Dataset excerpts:
--- START ---

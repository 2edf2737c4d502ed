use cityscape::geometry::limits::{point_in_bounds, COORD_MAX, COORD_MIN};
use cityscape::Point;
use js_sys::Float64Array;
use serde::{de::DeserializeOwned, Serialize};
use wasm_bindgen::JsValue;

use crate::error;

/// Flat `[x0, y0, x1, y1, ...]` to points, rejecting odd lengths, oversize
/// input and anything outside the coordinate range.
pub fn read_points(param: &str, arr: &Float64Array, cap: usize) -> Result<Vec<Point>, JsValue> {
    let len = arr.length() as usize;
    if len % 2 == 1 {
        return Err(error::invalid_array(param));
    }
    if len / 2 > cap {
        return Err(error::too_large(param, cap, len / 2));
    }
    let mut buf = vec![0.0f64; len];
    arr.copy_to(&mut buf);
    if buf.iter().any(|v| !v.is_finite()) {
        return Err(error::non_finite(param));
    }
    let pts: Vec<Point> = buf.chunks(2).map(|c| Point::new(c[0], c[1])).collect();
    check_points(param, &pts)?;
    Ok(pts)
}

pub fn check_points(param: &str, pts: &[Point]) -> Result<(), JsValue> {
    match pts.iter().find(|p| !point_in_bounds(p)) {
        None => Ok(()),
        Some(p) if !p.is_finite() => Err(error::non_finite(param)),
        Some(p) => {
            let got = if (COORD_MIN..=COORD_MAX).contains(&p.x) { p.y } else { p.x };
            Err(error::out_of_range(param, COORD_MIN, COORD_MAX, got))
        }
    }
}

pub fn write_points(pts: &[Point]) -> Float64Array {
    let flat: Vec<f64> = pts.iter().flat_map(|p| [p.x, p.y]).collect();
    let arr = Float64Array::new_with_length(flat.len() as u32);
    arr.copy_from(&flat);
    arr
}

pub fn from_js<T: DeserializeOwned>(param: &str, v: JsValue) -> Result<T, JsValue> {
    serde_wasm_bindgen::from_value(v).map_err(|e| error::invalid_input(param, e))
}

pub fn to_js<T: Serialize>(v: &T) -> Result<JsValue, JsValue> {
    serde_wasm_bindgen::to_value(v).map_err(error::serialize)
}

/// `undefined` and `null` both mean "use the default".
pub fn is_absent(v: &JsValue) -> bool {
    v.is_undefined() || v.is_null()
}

--- END ---

_TO DO:_ Return each line of the entries that holds the string "collect".

_RESPONSE:_
    let pts: Vec<Point> = buf.chunks(2).map(|c| Point::new(c[0], c[1])).collect();
    let flat: Vec<f64> = pts.iter().flat_map(|p| [p.x, p.y]).collect();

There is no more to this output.